> WORK INSTRUCTIONS:
In the entries below, find every line holding the string "join" and collect it.
*** Opening of INPUT MATERIAL ***
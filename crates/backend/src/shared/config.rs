use serde::Deserialize;
use std::net::{IpAddr, SocketAddr};
use std::path::{Path, PathBuf};

#[derive(Debug, Deserialize, Clone)]
pub struct Config {
    pub artifacts: ArtifactsConfig,
    pub server: ServerConfig,
}

#[derive(Debug, Deserialize, Clone)]
pub struct ArtifactsConfig {
    /// Directory containing `data_clean/` and `outputs/`
    pub root: String,
}

#[derive(Debug, Deserialize, Clone)]
pub struct ServerConfig {
    pub host: String,
    pub port: u16,
    /// Client bundle served for every non-API path
    pub static_dir: String,
}

/// Default configuration embedded in the binary
const DEFAULT_CONFIG: &str = r#"
[artifacts]
root = "."

[server]
host = "0.0.0.0"
port = 3000
static_dir = "dist"
"#;

/// Load configuration from config.toml file
///
/// Search order:
/// 1. Next to the executable (for production)
/// 2. Falls back to embedded default config
pub fn load_config() -> anyhow::Result<Config> {
    if let Ok(exe_path) = std::env::current_exe() {
        if let Some(exe_dir) = exe_path.parent() {
            let config_path = exe_dir.join("config.toml");

            if config_path.exists() {
                tracing::info!("Loading config from: {}", config_path.display());
                let contents = std::fs::read_to_string(&config_path)?;
                let config: Config = toml::from_str(&contents)?;
                return Ok(config);
            } else {
                tracing::warn!("config.toml not found at: {}", config_path.display());
            }
        }
    }

    tracing::info!("Using default embedded configuration");
    let config: Config = toml::from_str(DEFAULT_CONFIG)?;
    Ok(config)
}

/// Artifacts root directory. Relative paths resolve against the current
/// working directory, where the upstream notebooks write their outputs.
pub fn get_artifacts_root(config: &Config) -> anyhow::Result<PathBuf> {
    let root = Path::new(&config.artifacts.root);

    if root.is_absolute() {
        return Ok(root.to_path_buf());
    }

    Ok(std::env::current_dir()?.join(root))
}

pub fn get_bind_address(config: &Config) -> anyhow::Result<SocketAddr> {
    let host: IpAddr = config
        .server
        .host
        .parse()
        .map_err(|e| anyhow::anyhow!("invalid server.host '{}': {}", config.server.host, e))?;
    Ok(SocketAddr::new(host, config.server.port))
}

#[cfg(test)]
mod tests {
    use super::*;

    #[test]
    fn test_default_config_loads() {
        let config: Result<Config, _> = toml::from_str(DEFAULT_CONFIG);
        assert!(config.is_ok());
        let config = config.unwrap();
        assert_eq!(config.artifacts.root, ".");
        assert_eq!(config.server.port, 3000);
        assert_eq!(config.server.static_dir, "dist");
    }

    #[test]
    fn test_bind_address() {
        let config: Config = toml::from_str(DEFAULT_CONFIG).unwrap();
        assert_eq!(get_bind_address(&config).unwrap().to_string(), "0.0.0.0:3000");

        let mut bad = config.clone();
        bad.server.host = "localhost:80".to_string();
        assert!(get_bind_address(&bad).is_err());
    }

    #[test]
    fn test_absolute_artifacts_root_is_kept() {
        let mut config: Config = toml::from_str(DEFAULT_CONFIG).unwrap();
        let dir = tempfile::tempdir().unwrap();
        config.artifacts.root = dir.path().display().to_string();
        assert_eq!(get_artifacts_root(&config).unwrap(), dir.path());
    }
}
*** Close of INPUT MATERIAL ***
> SOLUTION:
            let config_path = exe_dir.join("config.toml");
    Ok(std::env::current_dir()?.join(root))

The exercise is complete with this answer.